CORRESP
Triumph Group, Inc.
1550 Liberty Ridge Drive
Suite 100
Wayne, PA 19087
610-251-1000
January 7, 2010
Via EDGAR and Fax
Securities and Exchange Commission
Division of Corporation Finance
450 Fifth Street, N.W.
Washington, DC 20549
Re: Triumph Group, Inc.
Registration Statement on Form S-4 (File No. 333-163300)
Ladies and Gentlemen:
Triumph Group, Inc. a Delaware corporation (the “Registrant”), the obligor under its 8% Senior Subordinated Notes due 2017 (the “Restricted Notes”), is registering an exchange offer (the “Exchange Offer”) pursuant to a Registration Statement on Form S-4 in reliance on the position of the staff of the Securities and Exchange Commission (the “Staff”) enunciated in the Exxon Capital Holdings Corporation (available May 13, 1988), Morgan Stanley & Co., Incorporated (available June 5, 1991) and Shearman & Sterling (available July 2, 1993) no-action letters. The Registrant represents as follows:
(a) The Registrant has not entered into any arrangement or understanding with any person to distribute the 8% Senior Subordinated Notes due 2017 (the “Exchange Notes”) to be received in the Exchange Offer and, to the best of the Registrant’s information and belief, each person participating in the Exchange Offer is acquiring the Exchange Notes in the ordinary course of its business and has no arrangement or understanding with any person to participate in the distribution of the Exchange Notes to be received in the Exchange Offer.

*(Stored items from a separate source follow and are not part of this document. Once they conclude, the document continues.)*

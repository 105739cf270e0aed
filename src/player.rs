//! Greedy one-ply lookahead player that learns from its own episodes.
//!
//! Each decision evaluates the four slides in direction order. A slide's score is
//! its immediate reward plus the network's value of the resulting after-state; the
//! best slide is played and its after-state recorded. When no slide is legal the
//! episode is over: the recorded trajectory is learned from and discarded.

use std::path::PathBuf;

use crate::action::Action;
use crate::board::{Board, Direction, Reward};
use crate::config::AgentConfig;
use crate::evaluator::Evaluator;
use crate::learning::LearningError;
use crate::learning::checkpoint::{load_weights, save_weights};
use crate::learning::td_learner::{TDLearner, TDUpdateStats};
use crate::learning::trajectory::{AfterstateRecord, Trajectory};

/// One evaluated candidate slide.
#[derive(Clone, Copy, Debug, PartialEq)]
pub struct MoveOutcome {
    pub direction: Direction,
    pub reward: Reward,
    /// Board after the slide, before any tile spawns
    pub after: Board,
    /// Network value of `after`
    pub value: f32,
}

impl MoveOutcome {
    /// Immediate reward plus after-state value.
    #[inline]
    pub fn combined(&self) -> f32 {
        self.reward as f32 + self.value
    }
}

/// Best legal slide from `before`, or `None` when no slide is legal.
///
/// Ties keep the direction evaluated first. The first legal slide is always a
/// candidate, so a move is chosen even when every combined score is negative.
pub fn lookahead(evaluator: &Evaluator, before: &Board) -> Option<MoveOutcome> {
    let mut best: Option<MoveOutcome> = None;

    for dir in Direction::ALL {
        let mut after = *before;
        let Some(reward) = after.slide(dir) else {
            continue;
        };
        let outcome = MoveOutcome {
            direction: dir,
            reward,
            after,
            value: evaluator.evaluate(&after),
        };
        if best.is_none_or(|b| outcome.combined() > b.combined()) {
            best = Some(outcome);
        }
    }

    best
}

/// TD-learning player.
#[derive(Debug)]
pub struct TdPlayer {
    name: String,
    evaluator: Evaluator,
    learner: TDLearner,
    trajectory: Trajectory,
    save_path: Option<PathBuf>,
    last_update: Option<TDUpdateStats>,
}

impl TdPlayer {
    /// Player over an existing network.
    pub fn new(evaluator: Evaluator, learner: TDLearner) -> Self {
        Self {
            name: "tdl".to_string(),
            evaluator,
            learner,
            trajectory: Trajectory::new(),
            save_path: None,
            last_update: None,
        }
    }

    /// Player from `init`, `load=`, `save=`, `alpha=` and `name=` options.
    ///
    /// `load=` takes precedence over `init`.
    ///
    /// # Errors
    ///
    /// - `LearningError::Config` when neither `init` nor `load=` is given
    /// - `LearningError::Io` when the weight file cannot be opened
    /// - `LearningError::InvalidWeights` when it does not fit the network
    pub fn from_config(config: &AgentConfig) -> Result<Self, LearningError> {
        let evaluator = match (&config.load, config.init) {
            (Some(path), _) => Evaluator::with_weights(load_weights(path)?)?,
            (None, true) => Evaluator::new(),
            (None, false) => {
                return Err(LearningError::Config(
                    "player needs `init` or `load=<path>` for its weight tables".to_string(),
                ));
            }
        };

        let mut player = Self::new(evaluator, TDLearner::new(config.alpha));
        player.name = config.name.clone();
        player.save_path = config.save.clone();
        log::debug!(
            "Player {} ready: alpha={} save={:?}",
            player.name,
            config.alpha,
            player.save_path
        );
        Ok(player)
    }

    pub fn name(&self) -> &str {
        &self.name
    }

    /// Decide the next slide, or close the episode.
    ///
    /// Returns `Action::Slide` and records its after-state when a slide is legal.
    /// Otherwise runs the TD update over the episode, clears the trajectory and
    /// returns `Action::None`.
    pub fn take_action(&mut self, before: &Board) -> Action {
        match lookahead(&self.evaluator, before) {
            Some(best) => {
                let indices = self.evaluator.indices(&best.after);
                let reward_net = best.combined() - best.value;
                self.trajectory.push(AfterstateRecord::new(indices, reward_net));
                Action::Slide(best.direction)
            }
            None => {
                self.finish_episode();
                Action::None
            }
        }
    }

    /// Learn from the recorded trajectory and reset it.
    pub fn finish_episode(&mut self) -> TDUpdateStats {
        let stats = self.learner.update(&self.trajectory, &mut self.evaluator);
        log::debug!(
            "Episode closed: {} moves, avg |td| {:.4}, max |td| {:.4}",
            stats.moves_processed,
            stats.avg_td_error,
            stats.max_td_error
        );
        self.trajectory.clear();
        self.last_update = Some(stats.clone());
        stats
    }

    /// Write the weights to the `save=` path, if one was configured.
    ///
    /// # Errors
    ///
    /// `LearningError::Io` when the file cannot be written.
    pub fn save(&self) -> Result<(), LearningError> {
        match &self.save_path {
            Some(path) => save_weights(path, self.evaluator.weights()),
            None => Ok(()),
        }
    }

    pub fn save_path(&self) -> Option<&PathBuf> {
        self.save_path.as_ref()
    }

    pub fn evaluator(&self) -> &Evaluator {
        &self.evaluator
    }

    pub fn evaluator_mut(&mut self) -> &mut Evaluator {
        &mut self.evaluator
    }

    /// Trajectory of the episode in flight.
    pub fn trajectory(&self) -> &Trajectory {
        &self.trajectory
    }

    pub fn alpha(&self) -> f32 {
        self.learner.alpha()
    }

    /// Statistics of the most recent end-of-episode update.
    pub fn last_update(&self) -> Option<&TDUpdateStats> {
        self.last_update.as_ref()
    }
}

#[cfg(test)]
mod tests {
    use super::*;
    use crate::pattern::{NUM_TUPLES, TUPLE_TABLE_SIZE};

    fn board(cells: [u8; 16]) -> Board {
        Board::from_cells(cells).unwrap()
    }

    /// Only Up and Down are legal, both with reward 0.
    fn up_down_board() -> Board {
        board([0, 0, 0, 0, 1, 1, 1, 1, 0, 0, 0, 0, 0, 0, 0, 0])
    }

    #[test]
    fn test_lookahead_none_when_stuck() {
        let stuck = board([1, 3, 1, 3, 3, 1, 3, 1, 1, 3, 1, 3, 3, 1, 3, 1]);
        assert!(lookahead(&Evaluator::new(), &stuck).is_none());
    }

    #[test]
    fn test_tie_keeps_first_direction() {
        let b = up_down_board();
        let mut right = b;
        assert_eq!(right.slide(Direction::Right), None);

        let best = lookahead(&Evaluator::new(), &b).unwrap();
        assert_eq!(best.direction, Direction::Up);
        assert_eq!(best.combined(), 0.0);
    }

    #[test]
    fn test_higher_value_wins_over_order() {
        let mut evaluator = Evaluator::new();
        let b = up_down_board();
        let mut down = b;
        down.slide(Direction::Down).unwrap();
        let indices = evaluator.indices(&down);
        evaluator.weights_mut().set(0, indices[0], 0.5);

        let best = lookahead(&evaluator, &b).unwrap();
        assert_eq!(best.direction, Direction::Down);
        assert_eq!(best.value, 0.5);
    }

    #[test]
    fn test_reward_beats_zero_reward() {
        // Left merges 1+2 for reward 3, everything else scores 0
        let b = board([0, 0, 0, 0, 1, 2, 0, 0, 0, 0, 0, 0, 0, 0, 0, 0]);
        let best = lookahead(&Evaluator::new(), &b).unwrap();
        assert_eq!(best.direction, Direction::Left);
        assert_eq!(best.reward, 3);
    }

    #[test]
    fn test_negative_scores_still_pick_a_move() {
        let mut evaluator = Evaluator::new();
        for table in 0..NUM_TUPLES {
            for index in 0..TUPLE_TABLE_SIZE {
                evaluator.weights_mut().set(table, index, -1.0);
            }
        }
        let best = lookahead(&evaluator, &up_down_board()).unwrap();
        assert_eq!(best.direction, Direction::Up);
        assert!(best.combined() < 0.0);
    }

    #[test]
    fn test_take_action_records_afterstate() {
        let mut player = TdPlayer::new(Evaluator::new(), TDLearner::default());
        let b = board([0, 0, 0, 0, 1, 2, 0, 0, 0, 0, 0, 0, 0, 0, 0, 0]);

        let action = player.take_action(&b);

        assert_eq!(action, Action::Slide(Direction::Left));
        assert_eq!(player.trajectory().len(), 1);
        let record = player.trajectory().last().unwrap();
        assert_eq!(record.reward, 3.0);
        let mut after = b;
        after.slide(Direction::Left);
        assert_eq!(record.indices, player.evaluator().indices(&after));
    }

    #[test]
    fn test_take_action_on_terminal_board_learns_and_resets() {
        let mut player = TdPlayer::new(Evaluator::new(), TDLearner::default());
        player.take_action(&up_down_board());
        player.take_action(&board([0, 0, 0, 0, 1, 2, 0, 0, 0, 0, 0, 0, 0, 0, 0, 0]));
        assert_eq!(player.trajectory().len(), 2);

        let stuck = board([1, 3, 1, 3, 3, 1, 3, 1, 1, 3, 1, 3, 3, 1, 3, 1]);
        assert_eq!(player.take_action(&stuck), Action::None);

        assert!(player.trajectory().is_empty());
        let stats = player.last_update().unwrap();
        assert_eq!(stats.moves_processed, 2);
        // first after-state learned 0 - 0 + 3
        assert!(player.evaluator().weights().nonzero_entries() > 0);
    }

    #[test]
    fn test_from_config_requires_weights() {
        let config = AgentConfig::parse("name=tdl").unwrap();
        assert!(matches!(
            TdPlayer::from_config(&config),
            Err(LearningError::Config(_))
        ));
    }

    #[test]
    fn test_from_config_init() {
        let config = AgentConfig::parse("name=tdl init alpha=0.5").unwrap();
        let player = TdPlayer::from_config(&config).unwrap();
        assert_eq!(player.name(), "tdl");
        assert_eq!(player.alpha(), 0.5);
        assert_eq!(player.evaluator().weights().len(), NUM_TUPLES);
        assert!(player.save_path().is_none());
        assert!(player.save().is_ok());
    }

    #[test]
    fn test_from_config_missing_load_file() {
        let config = AgentConfig::parse("init load=/nonexistent/weights.bin").unwrap();
        assert!(matches!(
            TdPlayer::from_config(&config),
            Err(LearningError::Io(_))
        ));
    }
}
//! 4x4 tile board and the single-step slide/merge rule.
//!
//! Cells hold tile *ranks*, not face values:
//!
//! | Rank | Face value |
//! |------|------------|
//! | 0 | empty |
//! | 1 | 1 |
//! | 2 | 2 |
//! | r >= 3 | 3 * 2^(r-3) |
//!
//! Positions are linear and row-major: position `p` is row `p / 4`, column `p % 4`.
//!
//! # Slide rule
//!
//! Every line moves toward the wall by at most one cell. Scanning from the wall,
//! the first tile that sits next to an empty cell or a mergeable neighbour moves
//! one step, and everything behind it follows. `1 + 2` merges into a 3; two equal
//! tiles of rank 3 or higher merge into the next rank. The move reward is the face
//! value of every tile created by a merge.

use std::fmt;

use thiserror::Error;

/// Immediate reward of one slide.
pub type Reward = u32;

/// Number of cells on the board.
pub const NUM_CELLS: usize = 16;

/// Highest rank a cell may hold. Tiles of this rank no longer merge.
pub const MAX_RANK: u8 = 14;

/// Board construction errors.
#[derive(Error, Debug, PartialEq, Eq)]
pub enum BoardError {
    /// Rank above MAX_RANK
    #[error("Invalid tile rank: {0}")]
    InvalidRank(u8),
}

/// Slide direction.
///
/// The discriminants are the opcodes used in the action vocabulary and define the
/// order in which the player evaluates candidate moves.
#[derive(Clone, Copy, Debug, PartialEq, Eq, Hash)]
#[repr(u8)]
pub enum Direction {
    Up = 0,
    Right = 1,
    Down = 2,
    Left = 3,
}

impl Direction {
    /// All directions in evaluation order.
    pub const ALL: [Direction; 4] = [
        Direction::Up,
        Direction::Right,
        Direction::Down,
        Direction::Left,
    ];

    /// Opcode of this direction (0-3).
    #[inline]
    pub fn index(self) -> usize {
        self as usize
    }

    /// Direction for an opcode, `None` when out of range.
    ///
    /// # Examples
    ///
    /// ```
    /// use tdl2048::board::Direction;
    ///
    /// assert_eq!(Direction::from_index(2), Some(Direction::Down));
    /// assert_eq!(Direction::from_index(4), None);
    /// ```
    pub fn from_index(index: usize) -> Option<Direction> {
        Self::ALL.get(index).copied()
    }

    /// Cells on the edge opposite to this direction.
    ///
    /// After a slide the freed cells are on this edge.
    pub fn trailing_edge(self) -> [usize; 4] {
        match self {
            Direction::Up => [12, 13, 14, 15],
            Direction::Right => [0, 4, 8, 12],
            Direction::Down => [0, 1, 2, 3],
            Direction::Left => [3, 7, 11, 15],
        }
    }
}

impl fmt::Display for Direction {
    fn fmt(&self, f: &mut fmt::Formatter<'_>) -> fmt::Result {
        let name = match self {
            Direction::Up => "up",
            Direction::Right => "right",
            Direction::Down => "down",
            Direction::Left => "left",
        };
        f.write_str(name)
    }
}

/// Lines of the board per direction, each listed from the wall outward.
const LINES: [[[usize; 4]; 4]; 4] = [
    // Up
    [[0, 4, 8, 12], [1, 5, 9, 13], [2, 6, 10, 14], [3, 7, 11, 15]],
    // Right
    [[3, 2, 1, 0], [7, 6, 5, 4], [11, 10, 9, 8], [15, 14, 13, 12]],
    // Down
    [[12, 8, 4, 0], [13, 9, 5, 1], [14, 10, 6, 2], [15, 11, 7, 3]],
    // Left
    [[0, 1, 2, 3], [4, 5, 6, 7], [8, 9, 10, 11], [12, 13, 14, 15]],
];

/// Face value of a rank.
///
/// # Examples
///
/// ```
/// use tdl2048::board::face_value;
///
/// assert_eq!(face_value(0), 0);
/// assert_eq!(face_value(2), 2);
/// assert_eq!(face_value(3), 3);
/// assert_eq!(face_value(5), 12);
/// ```
#[inline]
pub fn face_value(rank: u8) -> u32 {
    match rank {
        0..=2 => rank as u32,
        r => 3 << (r - 3),
    }
}

/// Rank produced by merging `hold` (wall side) with `tile`, if they merge.
#[inline]
fn merge(hold: u8, tile: u8) -> Option<u8> {
    match (hold, tile) {
        (1, 2) | (2, 1) => Some(3),
        (a, b) if a == b && a >= 3 && a < MAX_RANK => Some(a + 1),
        _ => None,
    }
}

/// Slide one line (wall first) by one step.
fn slide_line(line: [u8; 4]) -> Option<([u8; 4], Reward)> {
    for j in 1..4 {
        let (hold, tile) = (line[j - 1], line[j]);
        if tile == 0 {
            continue;
        }
        let (merged, reward) = if hold == 0 {
            (tile, 0)
        } else if let Some(merged) = merge(hold, tile) {
            (merged, face_value(merged))
        } else {
            continue;
        };

        let mut out = line;
        out[j - 1] = merged;
        out.copy_within(j + 1..4, j);
        out[3] = 0;
        return Some((out, reward));
    }
    None
}

/// 4x4 board of tile ranks.
#[derive(Clone, Copy, Default, PartialEq, Eq, Hash)]
pub struct Board {
    cells: [u8; NUM_CELLS],
}

impl fmt::Debug for Board {
    fn fmt(&self, f: &mut fmt::Formatter<'_>) -> fmt::Result {
        f.debug_struct("Board").field("cells", &self.cells).finish()
    }
}

impl Board {
    /// Empty board.
    pub fn new() -> Self {
        Self::default()
    }

    /// Board from 16 ranks in row-major order.
    ///
    /// # Errors
    ///
    /// `BoardError::InvalidRank` when a rank exceeds `MAX_RANK`.
    pub fn from_cells(cells: [u8; NUM_CELLS]) -> Result<Self, BoardError> {
        if let Some(&rank) = cells.iter().find(|&&r| r > MAX_RANK) {
            return Err(BoardError::InvalidRank(rank));
        }
        Ok(Self { cells })
    }

    /// Rank at `pos`.
    ///
    /// # Panics
    ///
    /// When `pos >= 16`.
    #[inline]
    pub fn get(&self, pos: usize) -> u8 {
        self.cells[pos]
    }

    /// Overwrite the rank at `pos`. The rank is not validated.
    ///
    /// # Panics
    ///
    /// When `pos >= 16`.
    #[inline]
    pub fn set(&mut self, pos: usize, rank: u8) {
        self.cells[pos] = rank;
    }

    /// All cells in row-major order.
    #[inline]
    pub fn cells(&self) -> &[u8; NUM_CELLS] {
        &self.cells
    }

    /// Apply a slide in place.
    ///
    /// Returns the reward, or `None` when nothing moves. An illegal slide leaves
    /// the board untouched.
    ///
    /// # Examples
    ///
    /// ```
    /// use tdl2048::board::{Board, Direction};
    ///
    /// let mut board = Board::from_cells([1, 2, 0, 0, 0, 0, 0, 0, 0, 0, 0, 0, 0, 0, 0, 0]).unwrap();
    /// assert_eq!(board.slide(Direction::Left), Some(3));
    /// assert_eq!(board.get(0), 3);
    /// assert_eq!(board.slide(Direction::Up), None);
    /// ```
    pub fn slide(&mut self, dir: Direction) -> Option<Reward> {
        let mut next = self.cells;
        let mut reward = 0;
        let mut moved = false;

        for line in &LINES[dir.index()] {
            let values = line.map(|pos| self.cells[pos]);
            if let Some((slid, line_reward)) = slide_line(values) {
                for (&pos, &rank) in line.iter().zip(slid.iter()) {
                    next[pos] = rank;
                }
                reward += line_reward;
                moved = true;
            }
        }

        if moved {
            self.cells = next;
            Some(reward)
        } else {
            None
        }
    }

    /// Whether any slide is legal.
    pub fn has_legal_move(&self) -> bool {
        Direction::ALL.iter().any(|&dir| {
            let mut scratch = *self;
            scratch.slide(dir).is_some()
        })
    }

    /// Number of empty cells.
    pub fn empty_count(&self) -> usize {
        self.cells.iter().filter(|&&r| r == 0).count()
    }

    /// Highest rank on the board.
    pub fn max_rank(&self) -> u8 {
        self.cells.iter().copied().max().unwrap_or(0)
    }

    /// Threes score: every tile of rank r >= 3 counts 3^(r-2).
    pub fn score(&self) -> u64 {
        self.cells
            .iter()
            .filter(|&&r| r >= 3)
            .map(|&r| 3u64.pow((r - 2) as u32))
            .sum()
    }
}

impl fmt::Display for Board {
    fn fmt(&self, f: &mut fmt::Formatter<'_>) -> fmt::Result {
        writeln!(f, "+------------------------+")?;
        for row in self.cells.chunks(4) {
            write!(f, "|")?;
            for &rank in row {
                write!(f, "{:>6}", face_value(rank))?;
            }
            writeln!(f, "|")?;
        }
        write!(f, "+------------------------+")
    }
}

(b) In this regard, the Registrant will make each person participating in the Exchange Offer aware (through the Exchange Offer offer to exchange or otherwise) that if such person is participating in the Exchange Offer for the purpose of distributing the Exchange Notes to be acquired in the Exchange Offer, such person (i) cannot rely on the position of the Staff enunciated in the Exxon Capital Holdings Corporation no-action letter or interpretive letters to similar effect and (ii) must comply with registration and prospectus delivery requirements of the Securities Act of 1933, as amended (the “Securities Act”), in connection with any secondary resale transaction.
(c) The Registrant acknowledges that such a secondary resale transaction by such person participating in the Exchange Offer for the purpose of distributing the Exchange Notes should be covered by an effective registration statement containing the selling security holder information required by Item 507 of Regulation S-K under the Securities Act.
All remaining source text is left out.